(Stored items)
......

// Copyright (c) 2025 Felix Kahle.
//
// Permission is hereby granted, free of charge, to any person obtaining
// a copy of this software and associated documentation files (the
// "Software"), to deal in the Software without restriction, including
// without limitation the rights to use, copy, modify, merge, publish,
// distribute, sublicense, and/or sell copies of the Software, and to
// permit persons to whom the Software is furnished to do so, subject to
// the following conditions:
//
// The above copyright notice and this permission notice shall be
// included in all copies or substantial portions of the Software.
//
// THE SOFTWARE IS PROVIDED "AS IS", WITHOUT WARRANTY OF ANY KIND,
// EXPRESS OR IMPLIED, INCLUDING BUT NOT LIMITED TO THE WARRANTIES OF
// MERCHANTABILITY, FITNESS FOR A PARTICULAR PURPOSE AND
// NONINFRINGEMENT. IN NO EVENT SHALL THE AUTHORS OR COPYRIGHT HOLDERS BE
// LIABLE FOR ANY CLAIM, DAMAGES OR OTHER LIABILITY, WHETHER IN AN ACTION
// OF CONTRACT, TORT OR OTHERWISE, ARISING FROM, OUT OF OR IN CONNECTION
// WITH THE SOFTWARE OR THE USE OR OTHER DEALINGS IN THE SOFTWARE.

use lift_plan_core::prelude::Energy;

/// Result of one planning run: the energy lower bound and how many lifts
/// the plan actually dispatched.
#[derive(Debug, Clone, Copy, PartialEq, Eq, Hash)]
pub struct FleetPlan {
    total_energy: Energy,
    lifts_used: usize,
}

impl FleetPlan {
    #[inline]
    pub fn new(total_energy: Energy, lifts_used: usize) -> Self {
        Self {
            total_energy,
            lifts_used,
        }
    }

    #[inline]
    pub fn total_energy(&self) -> Energy {
        self.total_energy
    }

    #[inline]
    pub fn lifts_used(&self) -> usize {
        self.lifts_used
    }
}

impl std::fmt::Display for FleetPlan {
    fn fmt(&self, f: &mut std::fmt::Formatter<'_>) -> std::fmt::Result {
        write!(
            f,
            "FleetPlan: energy {}, lifts used {}",
            self.total_energy, self.lifts_used
        )
    }
}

......

Exercise - Write out every record exactly as it appears above.

Answer for the task -
// Copyright (c) 2025 Felix Kahle.
//
// Permission is hereby granted, free of charge, to any person obtaining
// a copy of this software and associated documentation files (the
// "Software"), to deal in the Software without restriction, including
// without limitation the rights to use, copy, modify, merge, publish,
// distribute, sublicense, and/or sell copies of the Software, and to
// permit persons to whom the Software is furnished to do so, subject to
// the following conditions:
//
// The above copyright notice and this permission notice shall be
// included in all copies or substantial portions of the Software.
//
// THE SOFTWARE IS PROVIDED "AS IS", WITHOUT WARRANTY OF ANY KIND,
// EXPRESS OR IMPLIED, INCLUDING BUT NOT LIMITED TO THE WARRANTIES OF
// MERCHANTABILITY, FITNESS FOR A PARTICULAR PURPOSE AND
// NONINFRINGEMENT. IN NO EVENT SHALL THE AUTHORS OR COPYRIGHT HOLDERS BE
// LIABLE FOR ANY CLAIM, DAMAGES OR OTHER LIABILITY, WHETHER IN AN ACTION
// OF CONTRACT, TORT OR OTHERWISE, ARISING FROM, OUT OF OR IN CONNECTION
// WITH THE SOFTWARE OR THE USE OR OTHER DEALINGS IN THE SOFTWARE.

use lift_plan_core::prelude::Energy;

/// Result of one planning run: the energy lower bound and how many lifts
/// the plan actually dispatched.
#[derive(Debug, Clone, Copy, PartialEq, Eq, Hash)]
pub struct FleetPlan {
    total_energy: Energy,
    lifts_used: usize,
}

impl FleetPlan {
    #[inline]
    pub fn new(total_energy: Energy, lifts_used: usize) -> Self {
        Self {
            total_energy,
            lifts_used,
        }
    }

    #[inline]
    pub fn total_energy(&self) -> Energy {
        self.total_energy
    }

    #[inline]
    pub fn lifts_used(&self) -> usize {
        self.lifts_used
    }
}

impl std::fmt::Display for FleetPlan {
    fn fmt(&self, f: &mut std::fmt::Formatter<'_>) -> std::fmt::Result {
        write!(
            f,
            "FleetPlan: energy {}, lifts used {}",
            self.total_energy, self.lifts_used
        )
    }
}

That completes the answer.